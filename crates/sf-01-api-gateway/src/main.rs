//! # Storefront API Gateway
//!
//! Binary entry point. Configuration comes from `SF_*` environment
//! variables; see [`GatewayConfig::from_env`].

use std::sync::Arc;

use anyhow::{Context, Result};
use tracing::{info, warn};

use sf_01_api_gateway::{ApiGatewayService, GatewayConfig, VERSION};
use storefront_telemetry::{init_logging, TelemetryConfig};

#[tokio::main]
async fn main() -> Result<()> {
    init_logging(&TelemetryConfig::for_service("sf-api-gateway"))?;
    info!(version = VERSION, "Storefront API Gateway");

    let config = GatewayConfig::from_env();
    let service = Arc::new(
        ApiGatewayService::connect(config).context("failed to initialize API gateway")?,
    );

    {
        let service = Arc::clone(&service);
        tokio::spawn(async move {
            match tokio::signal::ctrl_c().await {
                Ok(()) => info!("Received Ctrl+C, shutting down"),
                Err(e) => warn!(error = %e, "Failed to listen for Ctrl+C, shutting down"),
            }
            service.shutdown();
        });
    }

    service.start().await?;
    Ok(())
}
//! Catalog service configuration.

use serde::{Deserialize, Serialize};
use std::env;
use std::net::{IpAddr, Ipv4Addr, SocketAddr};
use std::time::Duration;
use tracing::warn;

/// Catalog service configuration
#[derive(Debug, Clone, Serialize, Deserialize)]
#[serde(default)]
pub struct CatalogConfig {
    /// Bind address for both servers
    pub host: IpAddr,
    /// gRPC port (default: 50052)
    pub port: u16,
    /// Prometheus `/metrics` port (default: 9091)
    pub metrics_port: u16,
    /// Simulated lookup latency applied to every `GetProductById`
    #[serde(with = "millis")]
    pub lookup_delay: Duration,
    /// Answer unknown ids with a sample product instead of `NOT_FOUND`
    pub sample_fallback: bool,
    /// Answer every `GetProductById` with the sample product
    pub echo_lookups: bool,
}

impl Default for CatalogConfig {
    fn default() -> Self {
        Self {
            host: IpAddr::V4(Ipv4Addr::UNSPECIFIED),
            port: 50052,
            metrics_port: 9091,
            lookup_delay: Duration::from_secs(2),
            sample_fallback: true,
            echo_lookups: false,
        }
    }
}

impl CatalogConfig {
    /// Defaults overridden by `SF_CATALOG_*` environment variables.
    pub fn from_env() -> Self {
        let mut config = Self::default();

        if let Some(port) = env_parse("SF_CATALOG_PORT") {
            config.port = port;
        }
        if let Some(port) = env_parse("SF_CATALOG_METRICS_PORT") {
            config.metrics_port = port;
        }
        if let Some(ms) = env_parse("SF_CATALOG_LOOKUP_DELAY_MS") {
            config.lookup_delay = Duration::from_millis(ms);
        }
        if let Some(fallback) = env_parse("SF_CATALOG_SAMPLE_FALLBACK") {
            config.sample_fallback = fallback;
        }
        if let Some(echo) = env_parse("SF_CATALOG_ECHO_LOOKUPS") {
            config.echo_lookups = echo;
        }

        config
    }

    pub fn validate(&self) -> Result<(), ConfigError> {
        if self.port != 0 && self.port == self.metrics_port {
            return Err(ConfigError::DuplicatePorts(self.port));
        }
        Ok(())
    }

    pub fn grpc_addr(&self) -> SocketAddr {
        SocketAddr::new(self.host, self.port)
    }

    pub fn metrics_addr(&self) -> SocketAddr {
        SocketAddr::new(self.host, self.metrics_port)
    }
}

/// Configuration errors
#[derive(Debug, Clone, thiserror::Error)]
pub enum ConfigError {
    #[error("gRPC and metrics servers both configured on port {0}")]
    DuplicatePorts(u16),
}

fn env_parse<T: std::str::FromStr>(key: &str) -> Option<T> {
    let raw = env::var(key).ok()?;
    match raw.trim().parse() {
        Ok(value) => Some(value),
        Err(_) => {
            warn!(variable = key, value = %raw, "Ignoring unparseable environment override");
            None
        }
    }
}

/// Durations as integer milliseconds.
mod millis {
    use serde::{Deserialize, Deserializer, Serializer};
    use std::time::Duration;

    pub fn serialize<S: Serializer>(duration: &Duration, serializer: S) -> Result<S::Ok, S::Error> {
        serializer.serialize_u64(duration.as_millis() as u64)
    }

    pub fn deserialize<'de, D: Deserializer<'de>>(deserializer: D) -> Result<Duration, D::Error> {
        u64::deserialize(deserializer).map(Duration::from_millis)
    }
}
* * * * * * *
WHAT YOU SHOULD DO - Nothing but the lines from the one containing "serializer.serialize_u64(duration.as_millis() as u64)" through the end of the material should appear; please return them exactly.

SOLUTION TO THIS EXERCISE -
        serializer.serialize_u64(duration.as_millis() as u64)
    }

    pub fn deserialize<'de, D: Deserializer<'de>>(deserializer: D) -> Result<Duration, D::Error> {
        u64::deserialize(deserializer).map(Duration::from_millis)
    }
}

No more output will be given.